The share price has roughly halved.
But I’m a fundamentals watcher and the company seems to be turning slowly around, or at least stabilising, under a management team that previously turned Universal Salvage around. It’s said nothing particularly scary this year to lead me to believe that we’ll experience a major reversal when it publishes its preliminary results next March. Little bumps, due to the end of the scrappage scheme that temporarily increased demand for cars and lack of economic recovery, are to be expected.
Now here’s the wrinkle in the market (perhaps).
Last month there was a huge change in the shareholder register. Investment company Guinness Peat sold its entire shareholding, 26.2% of the company. It looks like Invesco picked the shares up.
Guinness Peat’s sale was not a vote of no-confidence. The investment company announced a year ago it’s selling off its minority shareholdings to focus on wholly owned Coats.
But, if investors have known for a year that Guinness Peat is preparing to dump a quarter of the shares in an out-of favour company on the market wouldn’t that depress the price temporarily?
Perhaps I’m grasping at straws, and the explanation for the price weakness will prove to be more fundamental, but if its not, I’m thinking it might be time to think about adding more shares to the Thrifty 30, particularly if the results are reasonable.
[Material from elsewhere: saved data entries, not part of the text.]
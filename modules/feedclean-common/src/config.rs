use std::collections::HashMap;
use std::env;

use tracing::{info, warn};

use crate::prompt::DEFAULT_PROMPT;
use crate::types::FilterMode;

/// The four values the settings collaborator exposes.
#[derive(Debug, Clone, Copy, PartialEq, Eq, Hash)]
pub enum SettingKey {
    Credential,
    PromptTemplate,
    FilterMode,
    MuteTerms,
}

impl SettingKey {
    pub fn env_var(&self) -> &'static str {
        match self {
            SettingKey::Credential => "GEMINI_API_KEY",
            SettingKey::PromptTemplate => "FEEDCLEAN_PROMPT",
            SettingKey::FilterMode => "FEEDCLEAN_FILTER_MODE",
            SettingKey::MuteTerms => "FEEDCLEAN_MUTE_WORDS",
        }
    }
}

#[derive(Debug, Clone, PartialEq, Eq)]
pub enum SettingValue {
    Text(String),
    List(Vec<String>),
}

impl SettingValue {
    fn into_text(self) -> String {
        match self {
            SettingValue::Text(s) => s,
            SettingValue::List(items) => items.join(","),
        }
    }
}

/// Read side of the persisted-settings collaborator.
pub trait SettingsSource {
    fn get(&self, key: SettingKey) -> Option<SettingValue>;
}

/// Settings taken from process environment variables.
#[derive(Debug, Clone, Copy, Default)]
pub struct EnvSettings;

impl SettingsSource for EnvSettings {
    fn get(&self, key: SettingKey) -> Option<SettingValue> {
        env::var(key.env_var()).ok().map(SettingValue::Text)
    }
}

/// In-memory settings store with get and set.
#[derive(Debug, Clone, Default)]
pub struct MemorySettings {
    values: HashMap<SettingKey, SettingValue>,
}

impl MemorySettings {
    pub fn new() -> Self {
        Self::default()
    }

    pub fn set(&mut self, key: SettingKey, value: SettingValue) {
        self.values.insert(key, value);
    }

    pub fn with(mut self, key: SettingKey, value: SettingValue) -> Self {
        self.set(key, value);
        self
    }

    pub fn with_text(self, key: SettingKey, value: impl Into<String>) -> Self {
        self.with(key, SettingValue::Text(value.into()))
    }
}

impl SettingsSource for MemorySettings {
    fn get(&self, key: SettingKey) -> Option<SettingValue> {
        self.values.get(&key).cloned()
    }
}

/// Run configuration. Read once at startup and never mutated afterwards.
#[derive(Debug, Clone)]
pub struct Settings {
    pub credential: Option<String>,
    pub prompt_template: String,
    pub filter_mode: FilterMode,
    pub mute_terms: Vec<String>,
}

impl Default for Settings {
    fn default() -> Self {
        Self {
            credential: None,
            prompt_template: DEFAULT_PROMPT.to_string(),
            filter_mode: FilterMode::Hide,
            mute_terms: Vec::new(),
        }
    }
}

impl Settings {
    /// Read the four settings from `source`, filling defaults for anything
    /// missing or empty.
    pub fn load(source: &impl SettingsSource) -> Self {
        let credential = source
            .get(SettingKey::Credential)
            .map(|v| v.into_text().trim().to_string())
            .filter(|s| !s.is_empty());

        let prompt_template = source
            .get(SettingKey::PromptTemplate)
            .map(SettingValue::into_text)
            .filter(|s| !s.trim().is_empty())
            .unwrap_or_else(|| DEFAULT_PROMPT.to_string());

        let filter_mode = match source.get(SettingKey::FilterMode).map(SettingValue::into_text) {
            Some(raw) if !raw.trim().is_empty() => raw.parse().unwrap_or_else(|e| {
                warn!(error = %e, "Falling back to hide mode");
                FilterMode::Hide
            }),
            _ => FilterMode::Hide,
        };

        let mute_terms = source
            .get(SettingKey::MuteTerms)
            .map(normalize_mute_terms)
            .unwrap_or_default();

        Self {
            credential,
            prompt_template,
            filter_mode,
            mute_terms,
        }
    }

    pub fn from_env() -> Self {
        Self::load(&EnvSettings)
    }

    /// Log the loaded configuration without the credential.
    pub fn log_redacted(&self) {
        info!(
            credential = if self.credential.is_some() { "<redacted>" } else { "<unset>" },
            custom_prompt = self.prompt_template != DEFAULT_PROMPT,
            filter_mode = %self.filter_mode,
            mute_terms = self.mute_terms.len(),
            "Settings loaded"
        );
    }
}

/// Mute terms arrive either as a list or as one comma-separated string.
/// Either way the result is trimmed, lowercased and free of empties.
pub fn normalize_mute_terms(value: SettingValue) -> Vec<String> {
    let raw: Vec<String> = match value {
        SettingValue::List(items) => items,
        SettingValue::Text(s) => s.split(',').map(str::to_string).collect(),
    };
    raw.into_iter()
        .map(|t| t.trim().to_lowercase())
        .filter(|t| !t.is_empty())
        .collect()
}

#[cfg(test)]
mod tests {
    use super::*;

    #[test]
    fn test_empty_source_uses_defaults() {
        let settings = Settings::load(&MemorySettings::new());
        assert!(settings.credential.is_none());
        assert_eq!(settings.prompt_template, DEFAULT_PROMPT);
        assert_eq!(settings.filter_mode, FilterMode::Hide);
        assert!(settings.mute_terms.is_empty());
    }

    #[test]
    fn test_mute_terms_from_comma_string() {
        let source = MemorySettings::new().with_text(SettingKey::MuteTerms, " Crypto, ,NFT ,web3");
        let settings = Settings::load(&source);
        assert_eq!(settings.mute_terms, vec!["crypto", "nft", "web3"]);
    }

    #[test]
    fn test_mute_terms_from_list() {
        let source = MemorySettings::new().with(
            SettingKey::MuteTerms,
            SettingValue::List(vec!["  Hiring ".into(), "".into(), "AI".into()]),
        );
        let settings = Settings::load(&source);
        assert_eq!(settings.mute_terms, vec!["hiring", "ai"]);
    }

    #[test]
    fn test_blank_credential_is_unset() {
        let source = MemorySettings::new().with_text(SettingKey::Credential, "   ");
        assert!(Settings::load(&source).credential.is_none());
    }

    #[test]
    fn test_blank_prompt_falls_back_to_default() {
        let source = MemorySettings::new().with_text(SettingKey::PromptTemplate, "\n");
        assert_eq!(Settings::load(&source).prompt_template, DEFAULT_PROMPT);
    }

    #[test]
    fn test_unknown_filter_mode_hides() {
        let source = MemorySettings::new().with_text(SettingKey::FilterMode, "fade");
        assert_eq!(Settings::load(&source).filter_mode, FilterMode::Hide);

        let source = MemorySettings::new().with_text(SettingKey::FilterMode, "blur");
        assert_eq!(Settings::load(&source).filter_mode, FilterMode::Blur);
    }

    #[test]
    fn test_memory_settings_set_overwrites() {
        let mut source = MemorySettings::new().with_text(SettingKey::Credential, "old");
        source.set(SettingKey::Credential, SettingValue::Text("new".into()));
        assert_eq!(Settings::load(&source).credential.as_deref(), Some("new"));
    }
}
I’m going to write a two minute monologue and see what that tells me.
One thing I will have to include, is negative though. The management team led by Avril-Palmer Baunack, brought in to rescue the company, have not invested a single penny of their own money. Why not? They’re very well paid, and in the driving seat.
John Talbot, the recovery expert turning Johnson Service around, sets a better example. He now owns nearly 2.5% of the company he’s rescuing.
I’m also intrigued by Coats, which is my kind of company: a ‘world leader in sewing thread and needlecraft products’ that also produces the fiber used in fiber optic cables. It has a long history, and it’s hidden in Guinness Peat.
But soon it will be all that Guinness Peat is, and since since the financial statements on its website go back to 1999, it should be fairly straightforward to decide what it’s worth. I wonder how it compares to Guinness Peat’s market valuation minus whatever investments remain in its portfolio.